A team of MIT engineers have transformed spinach plants into sensors that can detect explosives and wirelessly relay that information to a handheld device similar to a smartphone.
According to Michael Strano, the Carbon P. Dubbs Professor of Chemical Engineering at MIT and the leader of the research team. “The goal of plant nanobionics is to introduce nanoparticles into the plant to give it non-native functions,”
According to the new release, the plants were designed to detect chemical compounds known as nitroaromatics, which are often used in landmines and other explosives. When one of these chemicals is present in the groundwater sampled naturally by the plant, carbon nanotubes embedded in the plant leaves emit a fluorescent signal that can be read with an infrared camera. The camera can be attached to a small computer similar to a smartphone, which then sends an email to the user.

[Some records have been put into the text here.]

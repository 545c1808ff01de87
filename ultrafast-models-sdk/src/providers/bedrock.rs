use crate::error::ProviderError;
use crate::models::{
    AudioRequest, AudioResponse, ChatRequest, ChatResponse, Choice, EmbeddingRequest,
    EmbeddingResponse, ImageRequest, ImageResponse, Message, Role, SpeechRequest, SpeechResponse,
    Usage,
};
use crate::providers::{HealthStatus, Provider, ProviderConfig, ProviderHealth, StreamResult};

use chrono::Utc;
use hmac::{Hmac, Mac};
use reqwest::Client;
use serde::{Deserialize, Serialize};
use sha2::{Digest, Sha256};
use std::collections::HashMap;
use std::time::Instant;

use super::http_client::map_error_response;

type HmacSha256 = Hmac<Sha256>;

const SERVICE: &str = "bedrock";

/// Adapter for Amazon Bedrock's `InvokeModel` API, reached over a hand-signed
/// AWS Signature Version 4 request rather than a static bearer token.
///
/// Request/response translation targets the Anthropic Messages body shape,
/// the same one [`super::anthropic`] speaks directly — Bedrock just wraps it
/// behind `/model/{id}/invoke` and drops the top-level `model` field in
/// favor of `anthropic_version`.
///
/// Credentials come from `ProviderConfig.api_key` (access key id) and
/// `ProviderConfig.headers`: `aws-secret-access-key` (required),
/// `aws-region` (defaults to `us-east-1`), `aws-session-token` (optional,
/// for assumed-role credentials).
pub struct BedrockProvider {
    client: Client,
    config: ProviderConfig,
    access_key_id: String,
    secret_access_key: String,
    session_token: Option<String>,
    region: String,
    base_url: String,
}

#[derive(Debug, Serialize)]
struct BedrockAnthropicRequest {
    anthropic_version: String,
    max_tokens: u32,
    messages: Vec<BedrockMessage>,
    #[serde(skip_serializing_if = "Option::is_none")]
    temperature: Option<f32>,
}

#[derive(Debug, Serialize)]
struct BedrockMessage {
    role: String,
    content: String,
}

#[derive(Debug, Deserialize)]
struct BedrockAnthropicResponse {
    id: String,
    content: Vec<BedrockContent>,
    model: String,
    stop_reason: Option<String>,
    usage: BedrockUsage,
}

#[derive(Debug, Deserialize)]
struct BedrockContent {
    text: String,
}

#[derive(Debug, Deserialize)]
struct BedrockUsage {
    input_tokens: u32,
    output_tokens: u32,
}

impl BedrockProvider {
    pub fn new(config: ProviderConfig) -> Result<Self, ProviderError> {
        let client = Client::builder()
            .timeout(config.timeout)
            .build()
            .map_err(|e| ProviderError::Configuration {
                message: format!("Failed to create HTTP client: {e}"),
            })?;

        let secret_access_key = config
            .headers
            .get("aws-secret-access-key")
            .cloned()
            .ok_or_else(|| ProviderError::Configuration {
                message: "bedrock provider requires an aws-secret-access-key header".to_string(),
            })?;

        let region = config
            .headers
            .get("aws-region")
            .cloned()
            .unwrap_or_else(|| "us-east-1".to_string());

        let session_token = config.headers.get("aws-session-token").cloned();

        let base_url = config
            .base_url
            .clone()
            .unwrap_or_else(|| format!("https://bedrock-runtime.{region}.amazonaws.com"));

        Ok(Self {
            client,
            access_key_id: config.api_key.clone(),
            config,
            secret_access_key,
            session_token,
            region,
            base_url,
        })
    }

    fn map_model(&self, model: &str) -> String {
        self.config
            .model_mapping
            .get(model)
            .cloned()
            .unwrap_or_else(|| match model {
                "claude-3-5-sonnet" | "claude-3-sonnet" | "claude" => {
                    "anthropic.claude-3-5-sonnet-20241022-v2:0".to_string()
                }
                "claude-3-haiku" => "anthropic.claude-3-haiku-20240307-v1:0".to_string(),
                _ => model.to_string(),
            })
    }

    fn convert_messages(&self, messages: Vec<Message>) -> Vec<BedrockMessage> {
        messages
            .into_iter()
            .filter_map(|msg| {
                let role = match msg.role {
                    Role::User => "user",
                    Role::Assistant => "assistant",
                    _ => return None,
                };
                Some(BedrockMessage {
                    role: role.to_string(),
                    content: msg.content,
                })
            })
            .collect()
    }

    fn convert_response(&self, response: BedrockAnthropicResponse) -> ChatResponse {
        let content = response
            .content
            .into_iter()
            .map(|c| c.text)
            .collect::<Vec<_>>()
            .join("");

        ChatResponse {
            id: response.id,
            object: "chat.completion".to_string(),
            created: Utc::now().timestamp() as u64,
            model: response.model,
            choices: vec![Choice {
                index: 0,
                message: Message {
                    role: Role::Assistant,
                    content,
                    name: None,
                    tool_calls: None,
                    tool_call_id: None,
                },
                finish_reason: response.stop_reason,
                logprobs: None,
            }],
            usage: Some(Usage {
                prompt_tokens: response.usage.input_tokens,
                completion_tokens: response.usage.output_tokens,
                total_tokens: response.usage.input_tokens + response.usage.output_tokens,
            }),
            system_fingerprint: None,
        }
    }

    /// Sign and send a `POST` with a JSON body, returning the raw response.
    ///
    /// AWS Signature Version 4: canonical request -> string to sign ->
    /// derived signing key (`HMAC` chain over date/region/service/
    /// `aws4_request`) -> signature, per AWS's published algorithm.
    async fn signed_post(
        &self,
        path: &str,
        body: &[u8],
    ) -> Result<reqwest::Response, ProviderError> {
        let now = Utc::now();
        let amz_date = now.format("%Y%m%dT%H%M%SZ").to_string();
        let date_stamp = now.format("%Y%m%d").to_string();

        let host = self
            .base_url
            .trim_start_matches("https://")
            .trim_start_matches("http://")
            .trim_end_matches('/')
            .to_string();

        let payload_hash = hex::encode(Sha256::digest(body));

        let mut canonical_headers = format!("host:{host}\n");
        canonical_headers.push_str(&format!("x-amz-content-sha256:{payload_hash}\n"));
        canonical_headers.push_str(&format!("x-amz-date:{amz_date}\n"));
        let mut signed_headers = "host;x-amz-content-sha256;x-amz-date".to_string();
        if let Some(token) = &self.session_token {
            canonical_headers.push_str(&format!("x-amz-security-token:{token}\n"));
            signed_headers.push_str(";x-amz-security-token");
        }

        let canonical_request = format!(
            "POST\n{path}\n\n{canonical_headers}\n{signed_headers}\n{payload_hash}",
        );

        let credential_scope = format!("{date_stamp}/{}/{SERVICE}/aws4_request", self.region);
        let string_to_sign = format!(
            "AWS4-HMAC-SHA256\n{amz_date}\n{credential_scope}\n{}",
            hex::encode(Sha256::digest(canonical_request.as_bytes()))
        );

        let signing_key = self.derive_signing_key(&date_stamp);
        let signature = hex::encode(hmac_sha256(&signing_key, string_to_sign.as_bytes()));

        let authorization = format!(
            "AWS4-HMAC-SHA256 Credential={}/{credential_scope}, SignedHeaders={signed_headers}, Signature={signature}",
            self.access_key_id,
        );

        let url = format!("{}{}", self.base_url, path);
        let mut req = self
            .client
            .post(&url)
            .header("host", host)
            .header("x-amz-content-sha256", payload_hash)
            .header("x-amz-date", amz_date)
            .header("authorization", authorization)
            .header("content-type", "application/json")
            .body(body.to_vec());

        if let Some(token) = &self.session_token {
            req = req.header("x-amz-security-token", token);
        }

        Ok(req.send().await?)
    }

    fn derive_signing_key(&self, date_stamp: &str) -> Vec<u8> {
        let k_date = hmac_sha256(
            format!("AWS4{}", self.secret_access_key).as_bytes(),
            date_stamp.as_bytes(),
        );
        let k_region = hmac_sha256(&k_date, self.region.as_bytes());
        let k_service = hmac_sha256(&k_region, SERVICE.as_bytes());
        hmac_sha256(&k_service, b"aws4_request")
    }
}

fn hmac_sha256(key: &[u8], message: &[u8]) -> Vec<u8> {
    let mut mac = HmacSha256::new_from_slice(key).expect("HMAC accepts a key of any length");
    mac.update(message);
    mac.finalize().into_bytes().to_vec()
}

#[async_trait::async_trait]
impl Provider for BedrockProvider {
    fn name(&self) -> &str {
        "bedrock"
    }

    fn supports_streaming(&self) -> bool {
        false
    }

    fn supports_function_calling(&self) -> bool {
        false
    }

    fn supported_models(&self) -> Vec<String> {
        vec![
            "anthropic.claude-3-5-sonnet-20241022-v2:0".to_string(),
            "anthropic.claude-3-haiku-20240307-v1:0".to_string(),
            "anthropic.claude-3-opus-20240229-v1:0".to_string(),
        ]
    }

    async fn chat_completion(&self, request: ChatRequest) -> Result<ChatResponse, ProviderError> {
        let model = self.map_model(&request.model);
        let messages = self.convert_messages(request.messages);

        let bedrock_request = BedrockAnthropicRequest {
            anthropic_version: "bedrock-2023-05-31".to_string(),
            max_tokens: request.max_tokens.unwrap_or(4096),
            messages,
            temperature: request.temperature,
        };

        let body = serde_json::to_vec(&bedrock_request).map_err(ProviderError::Serialization)?;
        let path = format!("/model/{model}/invoke");
        let response = self.signed_post(&path, &body).await?;

        if !response.status().is_success() {
            return Err(map_error_response(response).await);
        }

        let bedrock_response: BedrockAnthropicResponse = response.json().await?;
        Ok(self.convert_response(bedrock_response))
    }

    async fn stream_chat_completion(
        &self,
        _request: ChatRequest,
    ) -> Result<StreamResult, ProviderError> {
        Err(ProviderError::Configuration {
            message: "Streaming via InvokeModelWithResponseStream is not implemented for the Bedrock adapter".to_string(),
        })
    }

    async fn embedding(
        &self,
        _request: EmbeddingRequest,
    ) -> Result<EmbeddingResponse, ProviderError> {
        Err(ProviderError::Configuration {
            message: "Embeddings not supported by the Bedrock adapter".to_string(),
        })
    }

    async fn image_generation(
        &self,
        _request: ImageRequest,
    ) -> Result<ImageResponse, ProviderError> {
        Err(ProviderError::Configuration {
            message: "Image generation not supported by the Bedrock adapter".to_string(),
        })
    }

    async fn audio_transcription(
        &self,
        _request: AudioRequest,
    ) -> Result<AudioResponse, ProviderError> {
        Err(ProviderError::Configuration {
            message: "Audio transcription not supported by the Bedrock adapter".to_string(),
        })
    }

    async fn text_to_speech(
        &self,
        _request: SpeechRequest,
    ) -> Result<SpeechResponse, ProviderError> {
        Err(ProviderError::Configuration {
            message: "Text-to-speech not supported by the Bedrock adapter".to_string(),
        })
    }

    async fn health_check(&self) -> Result<ProviderHealth, ProviderError> {
        let start = Instant::now();

        let health_request = BedrockAnthropicRequest {
            anthropic_version: "bedrock-2023-05-31".to_string(),
            max_tokens: 1,
            messages: vec![BedrockMessage {
                role: "user".to_string(),
                content: "Hi".to_string(),
            }],
            temperature: Some(0.0),
        };

        let body = match serde_json::to_vec(&health_request) {
            Ok(body) => body,
            Err(e) => {
                let mut details = HashMap::new();
                details.insert("error".to_string(), e.to_string());
                return Ok(ProviderHealth {
                    status: HealthStatus::Unhealthy,
                    latency_ms: None,
                    error_rate: 1.0,
                    last_check: Utc::now(),
                    details,
                });
            }
        };

        let path = "/model/anthropic.claude-3-haiku-20240307-v1:0/invoke";
        let response = self.signed_post(path, &body).await;
        let latency_ms = start.elapsed().as_millis() as u64;

        match response {
            Ok(resp) if resp.status().is_success() => Ok(ProviderHealth {
                status: HealthStatus::Healthy,
                latency_ms: Some(latency_ms),
                error_rate: 0.0,
                last_check: Utc::now(),
                details: HashMap::new(),
            }),
            Ok(resp) => {
                let mut details = HashMap::new();
                details.insert("status".to_string(), resp.status().to_string());
                Ok(ProviderHealth {
                    status: HealthStatus::Degraded,
                    latency_ms: Some(latency_ms),
                    error_rate: 1.0,
                    last_check: Utc::now(),
                    details,
                })
            }
            Err(e) => {
                let mut details = HashMap::new();
                details.insert("error".to_string(), e.to_string());
                Ok(ProviderHealth {
                    status: HealthStatus::Degraded,
                    latency_ms: Some(latency_ms),
                    error_rate: 1.0,
                    last_check: Utc::now(),
                    details,
                })
            }
        }
    }
}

“This is a novel demonstration of how we have overcome the plant/human communication barrier,” says Strano, who believes plant power could also be harnessed to warn of pollutants and environmental conditions such as drought. “Plants are very good analytical chemists,” he says. “They have an extensive root network in the soil, are constantly sampling groundwater, and have a way to self-power the transport of that water up into the leaves.”
Strano is the senior author of a paper describing the nanobionic plants in the Oct. 31 issue of Nature Materials. The paper’s lead authors are Min Hao Wong, an MIT graduate student who has started a company called Plantea to further develop this technology, and Juan Pablo Giraldo, a former MIT postdoc who is now an assistant professor at the University of California at Riverside.